=== Begin Enclosure ===

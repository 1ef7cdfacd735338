//! Schema definitions and migration runner for SurrealDB.
//!
//! All table definitions use SCHEMAFULL mode. UUIDs are stored as
//! strings; enums are stored as strings with ASSERT constraints.

use surrealdb::{Connection, Surreal};
use surrealdb_types::SurrealValue;
use tracing::info;

use crate::error::DbError;

// -----------------------------------------------------------------------
// Migration tracking
// -----------------------------------------------------------------------

const MIGRATION_TABLE_DDL: &str = "\
DEFINE TABLE IF NOT EXISTS _migration SCHEMAFULL;
DEFINE FIELD IF NOT EXISTS version ON TABLE _migration TYPE int;
DEFINE FIELD IF NOT EXISTS name ON TABLE _migration TYPE string;
DEFINE FIELD IF NOT EXISTS applied_at ON TABLE _migration TYPE datetime \
    DEFAULT time::now();
DEFINE INDEX IF NOT EXISTS idx_migration_version ON TABLE _migration \
    COLUMNS version UNIQUE;
";

#[derive(Debug, SurrealValue)]
struct MigrationRecord {
    version: u32,
}

struct Migration {
    version: u32,
    name: &'static str,
    sql: &'static str,
}

static MIGRATIONS: &[Migration] = &[Migration {
    version: 1,
    name: "authentication_core",
    sql: SCHEMA_V1,
}];

// -----------------------------------------------------------------------
// Schema v1
// -----------------------------------------------------------------------

const SCHEMA_V1: &str = "\
-- =======================================================================
-- Tenants
-- =======================================================================
DEFINE TABLE tenant SCHEMAFULL;
DEFINE FIELD name ON TABLE tenant TYPE string;
DEFINE FIELD email ON TABLE tenant TYPE string;
DEFINE FIELD subdomain ON TABLE tenant TYPE string;
DEFINE FIELD custom_domain ON TABLE tenant TYPE option<string>;
DEFINE FIELD status ON TABLE tenant TYPE string \
    ASSERT $value IN ['PendingVerification', 'Active', 'Suspended', \
    'Deactivated'];
DEFINE FIELD created_at ON TABLE tenant TYPE datetime \
    DEFAULT time::now();
DEFINE FIELD updated_at ON TABLE tenant TYPE datetime \
    DEFAULT time::now();
DEFINE INDEX idx_tenant_subdomain ON TABLE tenant \
    COLUMNS subdomain UNIQUE;
DEFINE INDEX idx_tenant_email ON TABLE tenant COLUMNS email UNIQUE;
DEFINE INDEX idx_tenant_custom_domain ON TABLE tenant \
    COLUMNS custom_domain;

-- =======================================================================
-- Users
-- =======================================================================
DEFINE TABLE user SCHEMAFULL;
DEFINE FIELD tenant_id ON TABLE user TYPE option<string>;
DEFINE FIELD email ON TABLE user TYPE string;
DEFINE FIELD name ON TABLE user TYPE string;
DEFINE FIELD password_hash ON TABLE user TYPE string;
DEFINE FIELD role ON TABLE user TYPE string \
    ASSERT $value IN ['PlatformAdmin', 'TenantAdmin', 'Member'];
DEFINE FIELD failed_login_attempts ON TABLE user TYPE int DEFAULT 0;
DEFINE FIELD locked_until ON TABLE user TYPE option<datetime>;
DEFINE FIELD require_password_change ON TABLE user TYPE bool \
    DEFAULT false;
DEFINE FIELD last_login_at ON TABLE user TYPE option<datetime>;
DEFINE FIELD last_login_ip ON TABLE user TYPE option<string>;
DEFINE FIELD created_at ON TABLE user TYPE datetime \
    DEFAULT time::now();
DEFINE FIELD updated_at ON TABLE user TYPE datetime \
    DEFAULT time::now();
DEFINE INDEX idx_user_email ON TABLE user COLUMNS email UNIQUE;
DEFINE INDEX idx_user_tenant ON TABLE user COLUMNS tenant_id;

-- =======================================================================
-- Sessions
-- =======================================================================
DEFINE TABLE session SCHEMAFULL;
DEFINE FIELD user_id ON TABLE session TYPE string;
DEFINE FIELD token_hash ON TABLE session TYPE string;
DEFINE FIELD ip_address ON TABLE session TYPE option<string>;
DEFINE FIELD user_agent ON TABLE session TYPE option<string>;
DEFINE FIELD created_at ON TABLE session TYPE datetime \
    DEFAULT time::now();
DEFINE FIELD last_activity_at ON TABLE session TYPE datetime \
    DEFAULT time::now();
DEFINE FIELD expires_at ON TABLE session TYPE datetime;
DEFINE INDEX idx_session_token ON TABLE session \
    COLUMNS token_hash UNIQUE;
DEFINE INDEX idx_session_user ON TABLE session COLUMNS user_id;

-- =======================================================================
-- Login attempts (append-only)
-- =======================================================================
DEFINE TABLE login_attempt SCHEMAFULL;
DEFINE FIELD email ON TABLE login_attempt TYPE string;
DEFINE FIELD ip_address ON TABLE login_attempt TYPE string;
DEFINE FIELD success ON TABLE login_attempt TYPE bool;
DEFINE FIELD failure_reason ON TABLE login_attempt TYPE option<string>;
DEFINE FIELD user_id ON TABLE login_attempt TYPE option<string>;
DEFINE FIELD attempted_at ON TABLE login_attempt TYPE datetime \
    DEFAULT time::now();
DEFINE INDEX idx_attempt_email_time ON TABLE login_attempt \
    COLUMNS email, attempted_at;
DEFINE INDEX idx_attempt_ip_time ON TABLE login_attempt \
    COLUMNS ip_address, attempted_at;

-- =======================================================================
-- Password reset tokens
-- =======================================================================
DEFINE TABLE password_reset_token SCHEMAFULL;
DEFINE FIELD user_id ON TABLE password_reset_token TYPE string;
DEFINE FIELD email ON TABLE password_reset_token TYPE string;
DEFINE FIELD token_hash ON TABLE password_reset_token TYPE string;
DEFINE FIELD expires_at ON TABLE password_reset_token TYPE datetime;
DEFINE FIELD used ON TABLE password_reset_token TYPE bool \
    DEFAULT false;
DEFINE FIELD created_at ON TABLE password_reset_token TYPE datetime \
    DEFAULT time::now();
DEFINE INDEX idx_reset_token_hash ON TABLE password_reset_token \
    COLUMNS token_hash UNIQUE;
DEFINE INDEX idx_reset_token_user ON TABLE password_reset_token \
    COLUMNS user_id;

-- =======================================================================
-- Password history
-- =======================================================================
DEFINE TABLE password_history SCHEMAFULL;
DEFINE FIELD user_id ON TABLE password_history TYPE string;
DEFINE FIELD password_hash ON TABLE password_history TYPE string;
DEFINE FIELD created_at ON TABLE password_history TYPE datetime \
    DEFAULT time::now();
DEFINE INDEX idx_password_history_user ON TABLE password_history \
    COLUMNS user_id, created_at;

-- =======================================================================
-- Audit log (append-only)
-- =======================================================================
DEFINE TABLE audit_log SCHEMAFULL
    PERMISSIONS
        FOR create FULL
        FOR select FULL
        FOR update NONE
        FOR delete FULL;
DEFINE FIELD event_type ON TABLE audit_log TYPE string \
    ASSERT $value IN ['LOGIN_SUCCESS', 'LOGIN_FAILED', 'LOGOUT', \
    'TOKEN_REFRESH', 'PASSWORD_CHANGED', 'PASSWORD_RESET_REQUESTED', \
    'PASSWORD_RESET_COMPLETED', 'ACCOUNT_LOCKED', 'ACCOUNT_UNLOCKED', \
    'SESSION_REVOKED', 'USER_CREATED', 'TENANT_APPROVED', \
    'TENANT_REJECTED'];
DEFINE FIELD user_id ON TABLE audit_log TYPE option<string>;
DEFINE FIELD tenant_id ON TABLE audit_log TYPE option<string>;
DEFINE FIELD ip_address ON TABLE audit_log TYPE string;
DEFINE FIELD user_agent ON TABLE audit_log TYPE option<string>;
DEFINE FIELD metadata ON TABLE audit_log TYPE object FLEXIBLE \
    DEFAULT {};
DEFINE FIELD created_at ON TABLE audit_log TYPE datetime \
    DEFAULT time::now();
DEFINE INDEX idx_audit_time ON TABLE audit_log COLUMNS created_at;
DEFINE INDEX idx_audit_user ON TABLE audit_log COLUMNS user_id;
DEFINE INDEX idx_audit_ip ON TABLE audit_log COLUMNS ip_address;
";

// -----------------------------------------------------------------------
// Public API
// -----------------------------------------------------------------------

/// Run all pending migrations against the given SurrealDB client.
///
/// Creates a `_migration` tracking table on first run, then applies
/// each migration whose version exceeds the current maximum.
pub async fn run_migrations<C: Connection>(db: &Surreal<C>) -> Result<(), DbError> {
    db.query(MIGRATION_TABLE_DDL)
        .await?
        .check()
        .map_err(|e| DbError::Migration(e.to_string()))?;

    let mut result = db
        .query("SELECT version FROM _migration ORDER BY version DESC LIMIT 1")
        .await?;
    let records: Vec<MigrationRecord> = result.take(0)?;
    let current_version = records.first().map(|m| m.version).unwrap_or(0);

    for migration in MIGRATIONS {
        if migration.version <= current_version {
            continue;
        }

        info!(
            version = migration.version,
            name = migration.name,
            "Applying migration"
        );
        db.query(migration.sql).await?.check().map_err(|e| {
            DbError::Migration(format!(
                "v{} '{}' failed: {}",
                migration.version, migration.name, e,
            ))
        })?;

        db.query("CREATE _migration SET version = $version, name = $name")
            .bind(("version", migration.version))
            .bind(("name", migration.name))
            .await?
            .check()
            .map_err(|e| {
                DbError::Migration(format!(
                    "failed to record v{}: {}",
                    migration.version, e,
                ))
            })?;
    }

    Ok(())
}

/// Returns the raw schema DDL for version 1.
pub fn schema_v1() -> &'static str {
    SCHEMA_V1
}

#[cfg(test)]
mod tests {
    use super::*;
    use bastion_core::models::audit::AuditEventType;

    #[test]
    fn migrations_are_ordered() {
        for window in MIGRATIONS.windows(2) {
            assert!(window[0].version < window[1].version);
        }
    }

    #[test]
    fn audit_assert_lists_every_event_type() {
        for event in AuditEventType::ALL {
            assert!(
                SCHEMA_V1.contains(&format!("'{}'", event.as_str())),
                "schema is missing {}",
                event.as_str()
            );
        }
    }
}
//! Password history model.

use chrono::{DateTime, Utc};
use serde::{Deserialize, Serialize};
use uuid::Uuid;

#[derive(Debug, Clone, Serialize, Deserialize)]
pub struct PasswordHistoryEntry {
    pub id: Uuid,
    pub user_id: Uuid,
    pub password_hash: String,
    pub created_at: DateTime<Utc>,
}
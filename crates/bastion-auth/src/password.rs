//! Password hashing, strength scoring and reuse history.
//!
//! Hashes are Argon2id in PHC format. An optional pepper (server-side
//! secret) is prepended to the password before hashing and must match
//! at verification time. Both operations run on the blocking pool.

use std::sync::Arc;

use argon2::password_hash::SaltString;
use argon2::{Argon2, PasswordHasher, PasswordVerifier};
use bastion_core::models::user::User;
use bastion_core::repository::{PasswordHistoryRepository, Store};
use tokio::sync::OnceCell;
use uuid::Uuid;

use crate::config::AuthConfig;
use crate::error::AuthError;

/// Passwords rejected outright regardless of composition.
const COMMON_PASSWORDS: &[&str] = &[
    "123456",
    "12345678",
    "123456789",
    "1234567890",
    "password",
    "password1",
    "password123",
    "password123!",
    "passw0rd",
    "p@ssw0rd",
    "p@ssword1",
    "qwerty",
    "qwerty123",
    "qwertyuiop",
    "letmein",
    "letmein1!",
    "welcome",
    "welcome1",
    "welcome123!",
    "admin",
    "admin123",
    "administrator",
    "iloveyou",
    "monkey",
    "dragon",
    "football",
    "baseball",
    "sunshine",
    "princess",
    "abc123",
    "111111",
    "000000",
    "trustno1",
    "changeme",
    "changeme123!",
];

const MIN_LENGTH: usize = 8;
const LONG_LENGTH: usize = 12;

/// Who the password belongs to, for personal-information checks.
#[derive(Debug, Clone, Copy)]
pub struct PasswordIdentity<'a> {
    pub name: &'a str,
    pub email: &'a str,
}

/// Outcome of [`score_strength`].
#[derive(Debug, Clone, PartialEq, Eq)]
pub struct StrengthReport {
    pub score: u8,
    pub feedback: Vec<String>,
    pub is_valid: bool,
}

/// Score a candidate password.
///
/// One point each for length of at least 12 and for every character
/// class present. Personal information costs two points; a common
/// password scores zero no matter what else it has.
pub fn score_strength(password: &str, identity: PasswordIdentity<'_>) -> StrengthReport {
    let mut score: u8 = 0;
    let mut feedback = Vec::new();

    let length = password.chars().count();
    if length < MIN_LENGTH {
        feedback.push(format!("Password must be at least {MIN_LENGTH} characters"));
    }
    if length >= LONG_LENGTH {
        score += 1;
    }

    let classes = [
        (password.chars().any(|c| c.is_lowercase()), "lowercase letter"),
        (password.chars().any(|c| c.is_uppercase()), "uppercase letter"),
        (password.chars().any(|c| c.is_ascii_digit()), "digit"),
        (
            password.chars().any(|c| !c.is_alphanumeric() && !c.is_whitespace()),
            "special character",
        ),
    ];
    for (present, label) in classes {
        if present {
            score += 1;
        } else {
            feedback.push(format!("Add at least one {label}"));
        }
    }

    let lowered = password.to_lowercase();
    let local_part = identity.email.split('@').next().unwrap_or_default().to_lowercase();
    let mentions_name = identity
        .name
        .split_whitespace()
        .filter(|token| token.chars().count() > 2)
        .any(|token| lowered.contains(&token.to_lowercase()));
    let mentions_email = !local_part.is_empty() && lowered.contains(&local_part);
    if mentions_name || mentions_email {
        score = score.saturating_sub(2);
        feedback.push("Password must not contain your name or email".into());
    }

    if COMMON_PASSWORDS.contains(&lowered.as_str()) {
        score = 0;
        feedback.push("Password is too common".into());
    }

    let is_valid = score >= 3 && feedback.is_empty();
    StrengthReport {
        score,
        feedback,
        is_valid,
    }
}

fn peppered(password: &str, pepper: Option<&str>) -> Vec<u8> {
    match pepper {
        Some(p) => format!("{p}{password}").into_bytes(),
        None => password.as_bytes().to_vec(),
    }
}

/// Hash a password with Argon2id using the configured cost parameters.
///
/// If a pepper is configured, it is prepended to the password before
/// hashing. The salt is randomly generated for each call.
pub fn hash_password(password: &str, config: &AuthConfig) -> Result<String, AuthError> {
    let params = argon2::Params::new(
        config.argon2_memory_kib,
        config.argon2_iterations,
        config.argon2_parallelism,
        None,
    )
    .map_err(|e| AuthError::internal("argon2 params", e))?;
    let argon2 = Argon2::new(argon2::Algorithm::Argon2id, argon2::Version::V0x13, params);

    let input = peppered(password, config.pepper.as_deref());
    let salt = SaltString::generate(&mut argon2::password_hash::rand_core::OsRng);
    let hash = argon2
        .hash_password(&input, &salt)
        .map_err(|e| AuthError::internal("argon2 hash", e))?;

    Ok(hash.to_string())
}

/// Verify a plaintext password against an Argon2id PHC-format hash.
///
/// Cost parameters are read from the hash itself, so hashes made under
/// older settings keep verifying.
///
/// Returns `Ok(true)` on match, `Ok(false)` on mismatch, or
/// `Err(AuthError::Internal)` if the stored hash is malformed.
pub fn verify_password(password: &str, hash: &str, pepper: Option<&str>) -> Result<bool, AuthError> {
    let parsed_hash = argon2::PasswordHash::new(hash)
        .map_err(|e| AuthError::internal("stored password hash", e))?;

    let input = peppered(password, pepper);
    match Argon2::default().verify_password(&input, &parsed_hash) {
        Ok(()) => Ok(true),
        Err(argon2::password_hash::Error::Password) => Ok(false),
        Err(e) => Err(AuthError::internal("argon2 verify", e)),
    }
}

/// Hashing, verification and history checks bound to a store.
#[derive(Clone)]
pub struct PasswordPolicy<S: Store> {
    store: S,
    config: AuthConfig,
    /// Hash checked against when there is no account, built on first use
    /// with the configured cost.
    decoy_hash: Arc<OnceCell<String>>,
}

impl<S: Store> PasswordPolicy<S> {
    pub fn new(store: S, config: AuthConfig) -> Self {
        Self {
            store,
            config,
            decoy_hash: Arc::new(OnceCell::new()),
        }
    }

    pub async fn hash(&self, password: &str) -> Result<String, AuthError> {
        let password = password.to_owned();
        let config = self.config.clone();
        tokio::task::spawn_blocking(move || hash_password(&password, &config))
            .await
            .map_err(|e| AuthError::internal("hash task", e))?
    }

    pub async fn verify(&self, password: &str, hash: &str) -> Result<bool, AuthError> {
        let password = password.to_owned();
        let hash = hash.to_owned();
        let pepper = self.config.pepper.clone();
        tokio::task::spawn_blocking(move || verify_password(&password, &hash, pepper.as_deref()))
            .await
            .map_err(|e| AuthError::internal("verify task", e))?
    }

    /// Run a full verification against a decoy hash and discard the
    /// result, so a missing account costs as much as a wrong password.
    pub async fn verify_decoy(&self, password: &str) -> Result<(), AuthError> {
        let decoy = self
            .decoy_hash
            .get_or_try_init(|| self.hash("decoy-account-password"))
            .await?;
        self.verify(password, decoy).await?;
        Ok(())
    }

    pub fn score_strength(&self, password: &str, identity: PasswordIdentity<'_>) -> StrengthReport {
        score_strength(password, identity)
    }

    /// Whether `candidate` matches any of the user's retained hashes.
    pub async fn check_history(&self, user_id: Uuid, candidate: &str) -> Result<bool, AuthError> {
        let entries = self
            .store
            .password_history()
            .recent(user_id, self.config.password_history_depth)
            .await?;
        if entries.is_empty() {
            return Ok(false);
        }

        let candidate = candidate.to_owned();
        let pepper = self.config.pepper.clone();
        tokio::task::spawn_blocking(move || {
            for entry in &entries {
                if verify_password(&candidate, &entry.password_hash, pepper.as_deref())? {
                    return Ok(true);
                }
            }
            Ok(false)
        })
        .await
        .map_err(|e| AuthError::internal("history task", e))?
    }

    /// Record a new hash and drop everything beyond the retained depth.
    pub async fn add_to_history(&self, user_id: Uuid, password_hash: String) -> Result<(), AuthError> {
        let history = self.store.password_history();
        history.append(user_id, password_hash).await?;
        history
            .prune(user_id, self.config.password_history_depth)
            .await?;
        Ok(())
    }

    /// Gate shared by the change and reset flows: strong enough, not
    /// the current password, not in recent history.
    pub async fn ensure_acceptable(&self, user: &User, candidate: &str) -> Result<(), AuthError> {
        let report = score_strength(
            candidate,
            PasswordIdentity {
                name: &user.name,
                email: &user.email,
            },
        );
        if !report.is_valid {
            return Err(AuthError::WeakPassword(report.feedback));
        }

        if self.verify(candidate, &user.password_hash).await? {
            return Err(AuthError::PasswordUnchanged);
        }

        if self.check_history(user.id, candidate).await? {
            return Err(AuthError::PasswordReused);
        }

        Ok(())
    }
}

=== End Enclosure ===

_WORK ORDER_. Report each line above that includes the string "true".

_OUTPUT BELOW_.
/// Returns `Ok(true)` on match, `Ok(false)` on mismatch, or
        Ok(()) => Ok(true),
                    return Ok(true);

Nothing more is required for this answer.